[WORK REQUIRED]: Repeat the lines from the line with "let registry = registry();" to the line with "fn count_regions(root: &Node)" in the listing below, keeping both end lines and adding nothing.

[MATERIAL FOR THIS EXERCISE]:
────────────────

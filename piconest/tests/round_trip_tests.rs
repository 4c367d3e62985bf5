// SPDX-License-Identifier: Apache-2.0

// Structural invariants checked over a corpus of valid inputs

use piconest::{parse, Node, Registry, Segment};

fn registry() -> Registry {
    Registry::builder()
        .pair("paren", "(", ")")
        .pair("bracket", "[", "]")
        .pair("brace", "{", "}")
        .pair("quote", "`", "`")
        .pair("block", "begin", "end")
        .ignore("\"", "\"")
        .ignore("/*", "*/")
        .build()
        .unwrap()
}

fn check_invariants(input: &str) {
    let registry = registry();
    let root = parse(input, &registry)
        .unwrap_or_else(|e| panic!("{:?} should parse but failed: {}", input, e));

    assert!(root.is_root());
    assert_eq!(root.text(input), input);

    for node in root.descendants() {
        // Round trip from the parts
        assert_eq!(node.rebuild(input), node.text(input));

        // Children contained in the inner span, disjoint and ordered
        let inner = node.inner_span();
        assert!(node.span().contains(inner));
        let mut cursor = inner.start;
        for child in node.children() {
            assert!(inner.contains(child.span()), "{:?} outside {:?}", child.span(), inner);
            assert!(child.span().start >= cursor, "children overlap in {:?}", input);
            cursor = child.span().end;
        }

        // Content is exactly the literal gaps
        let gaps: String = node
            .segments()
            .filter_map(|segment| match segment {
                Segment::Text(span) => Some(&input[span.range()]),
                Segment::Node(_) => None,
            })
            .collect();
        assert_eq!(node.content(), gaps);

        if let Some(pair) = node.pair() {
            let pair = registry.pair(pair).expect("pair from this registry");
            assert_eq!(node.open_delimiter(input), pair.open());
            assert_eq!(node.close_delimiter(input), pair.close());
        }
    }

    // Removing every delimiter leaves exactly the root's content plus all descendants' content
    let total: usize = root.descendants().map(|n| n.content().len()).sum();
    let stripped = root.apply_outward(input, |s| s.to_string());
    assert_eq!(stripped.len(), total);
}

fn count_regions(root: &Node) -> usize {
    root.descendants().filter(|n| !n.is_root()).count()
}

macro_rules! generate_round_trip_tests {
    ($($name:ident: $input:expr, $regions:expr;)*) => {
        $(
            paste::paste! {
                #[test_log::test]
                fn [<test_round_trip_ $name>]() {
                    let input: &str = $input;
                    check_invariants(input);
                    let root = parse(input, &registry()).unwrap();
                    assert_eq!(
                        count_regions(&root),
                        $regions,
                        "region count for {:?}",
                        input
                    );
                }
            }
        )*
    };
}

generate_round_trip_tests! {
    empty: "", 0;
    plain_text: "no delimiters here", 0;
    single: "(x)", 1;
    empty_region: "()", 1;
    siblings: "(a)[b]{c}", 3;
    deep: "((((((((x))))))))", 8;
    mixed: "f(a, [b, {c: d}], e)", 3;
    symmetric_inside: "(`a` `b`)", 3;
    symmetric_around: "`(a)[b]`", 3;
    keyword_blocks: "begin x begin y end (z) end", 3;
    quoted_closer: "(a \")\" b)", 1;
    quoted_opener: "\"(\" (x)", 1;
    comment: "{a /* } { */ b}", 1;
    comment_in_quote: "(\"/*\" x) /* \" */", 1;
    unicode: "«(ü[é])»", 2;
    adjacent_ignores: "\"a\"\"b\"(c)", 1;
    repeated_comment_start: "(/* /* */ x)", 1;
    keyword_block_inside_toggle: "`begin x end` `y`", 3;
}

────────────────

[SOLUTION TO THIS EXERCISE]:
    let registry = registry();
    let root = parse(input, &registry)
        .unwrap_or_else(|e| panic!("{:?} should parse but failed: {}", input, e));

    assert!(root.is_root());
    assert_eq!(root.text(input), input);

    for node in root.descendants() {
        // Round trip from the parts
        assert_eq!(node.rebuild(input), node.text(input));

        // Children contained in the inner span, disjoint and ordered
        let inner = node.inner_span();
        assert!(node.span().contains(inner));
        let mut cursor = inner.start;
        for child in node.children() {
            assert!(inner.contains(child.span()), "{:?} outside {:?}", child.span(), inner);
            assert!(child.span().start >= cursor, "children overlap in {:?}", input);
            cursor = child.span().end;
        }

        // Content is exactly the literal gaps
        let gaps: String = node
            .segments()
            .filter_map(|segment| match segment {
                Segment::Text(span) => Some(&input[span.range()]),
                Segment::Node(_) => None,
            })
            .collect();
        assert_eq!(node.content(), gaps);

        if let Some(pair) = node.pair() {
            let pair = registry.pair(pair).expect("pair from this registry");
            assert_eq!(node.open_delimiter(input), pair.open());
            assert_eq!(node.close_delimiter(input), pair.close());
        }
    }

    // Removing every delimiter leaves exactly the root's content plus all descendants' content
    let total: usize = root.descendants().map(|n| n.content().len()).sum();
    let stripped = root.apply_outward(input, |s| s.to_string());
    assert_eq!(stripped.len(), total);
}

fn count_regions(root: &Node) -> usize {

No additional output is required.